STUDY MATERIAL below:
#[async_trait::async_trait]
impl ToolHandler for UpdateMastery {
    fn name(&self) -> &'static str {
        "update_mastery"
    }

    fn definition(&self) -> ToolDefinition {
        ToolDefinition::new(
            self.name(),
            "Record the learner's mastery of a concept (0-100) with supporting evidence.",
            json!({
                "type": "object",
                "properties": {
                    "conceptId": {"type": "string"},
                    "masteryLevel": {"type": "number", "minimum": 0, "maximum": 100},
                    "evidence": {"type": "string"}
                },
                "required": ["conceptId", "masteryLevel", "evidence"]
            }),
        )
    }

    async fn execute(&self, args: &Value, ctx: &ToolContext) -> Result<Value> {
        let args: UpdateMasteryArgs = parse_args(self.name(), args)?;
        require_text(self.name(), "conceptId", &args.concept_id)?;

        let delta = self
            .tracker
            .apply_update(&ctx.learner_id, &args.concept_id, args.mastery_level, &args.evidence)
            .await?;
        serde_json::to_value(delta)
            .map_err(|e| EngineError::System(format!("update_mastery: {}", e)))
    }
}

// ============================================================================
// adapt_narrative
// ============================================================================

#[derive(Deserialize)]
#[serde(rename_all = "camelCase")]
struct AdaptNarrativeArgs {
    reason: String,
    #[serde(default)]
    new_path: Option<Vec<String>>,
}

struct AdaptNarrative {
    navigator: Arc<NarrativeNavigator>,
}

#[async_trait::async_trait]
impl ToolHandler for AdaptNarrative {
    fn name(&self) -> &'static str {
        "adapt_narrative"
    }

    fn definition(&self) -> ToolDefinition {
        ToolDefinition::new(
            self.name(),
            "Change the learner's path. The first nugget of newPath becomes the current node.",
            json!({
                "type": "object",
                "properties": {
                    "reason": {"type": "string"},
                    "newPath": {"type": "array", "items": {"type": "string"}, "description": "Nugget ids"}
                },
                "required": ["reason"]
            }),
        )
    }

    async fn execute(&self, args: &Value, ctx: &ToolContext) -> Result<Value> {
        let args: AdaptNarrativeArgs = parse_args(self.name(), args)?;
        let path = args.new_path.unwrap_or_default();

        if path.is_empty() {
            info!(session_id = %ctx.session_id, reason = %args.reason, "Narrative adaptation without a new path");
            return Ok(json!({"adapted": false, "reason": args.reason}));
        }

        let result = self.navigator.override_path(&ctx.session_id, &path).await?;
        Ok(json!({
            "adapted": true,
            "reason": args.reason,
            "appended": path.len(),
            "currentNodeId": result.session.current_node_id,
            "jumpedTo": result.jumped_to.map(|n| n.id),
        }))
    }
}

// ============================================================================
// show_media
// ============================================================================

#[derive(Deserialize)]
struct ShowMediaArgs {
    #[serde(rename = "type")]
    kind: String,
    url: String,
    #[serde(default)]
    caption: Option<String>,
}

struct ShowMedia;

#[async_trait::async_trait]
impl ToolHandler for ShowMedia {
    fn name(&self) -> &'static str {
        "show_media"
    }

    fn definition(&self) -> ToolDefinition {
        ToolDefinition::new(
            self.name(),
            "Show an image or video to the learner.",
            json!({
                "type": "object",
                "properties": {
                    "type": {"type": "string", "enum": ["image", "video"]},
                    "url": {"type": "string"},
                    "caption": {"type": "string"}
                },
                "required": ["type", "url"]
            }),
        )
    }

    async fn execute(&self, args: &Value, _ctx: &ToolContext) -> Result<Value> {
        let args: ShowMediaArgs = parse_args(self.name(), args)?;
        if !matches!(args.kind.as_str(), "image" | "video") {
            return Err(EngineError::Validation(format!(
                "show_media: type must be image or video, got '{}'",
                args.kind
            )));
        }
        require_text(self.name(), "url", &args.url)?;
        Ok(json!({"type": args.kind, "url": args.url, "caption": args.caption}))
    }
}

// ============================================================================
// search_nuggets
// ============================================================================

#[derive(Deserialize)]
struct SearchNuggetsArgs {
    query: String,
    #[serde(default)]
    limit: Option<i64>,
}

struct SearchNuggets {
    store: Arc<dyn NarrativeStore>,
    limit_max: usize,
}

#[async_trait::async_trait]
impl ToolHandler for SearchNuggets {
    fn name(&self) -> &'static str {
        "search_nuggets"
    }

    fn definition(&self) -> ToolDefinition {
        ToolDefinition::new(
            self.name(),
            "Search ready learning nuggets by keyword.",
            json!({
                "type": "object",
                "properties": {
                    "query": {"type": "string"},
                    "limit": {"type": "integer", "minimum": 1, "default": DEFAULT_SEARCH_LIMIT}
                },
                "required": ["query"]
            }),
        )
    }

    async fn execute(&self, args: &Value, ctx: &ToolContext) -> Result<Value> {
        let args: SearchNuggetsArgs = parse_args(self.name(), args)?;
        let limit = args
            .limit
            .map(|l| l.clamp(1, self.limit_max as i64) as usize)
            .unwrap_or(DEFAULT_SEARCH_LIMIT.min(self.limit_max));

        let hits = self
            .store
            .search_nuggets(&ctx.tenant_id, &args.query, limit)
            .await?;
        let results: Vec<Value> = hits
            .iter()
            .map(|n| json!({"nuggetId": n.id, "title": n.title, "tags": n.tags}))
            .collect();
        Ok(json!({"query": args.query, "count": results.len(), "results": results}))
    }
}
End of STUDY MATERIAL.
### [EXERCISE REQUIREMENTS]
In the records above, find the lines containing "struct" and copy them.

### [SOLUTION FOR THIS PROBLEM]
struct AdaptNarrativeArgs {
struct AdaptNarrative {
struct ShowMediaArgs {
struct ShowMedia;
struct SearchNuggetsArgs {
struct SearchNuggets {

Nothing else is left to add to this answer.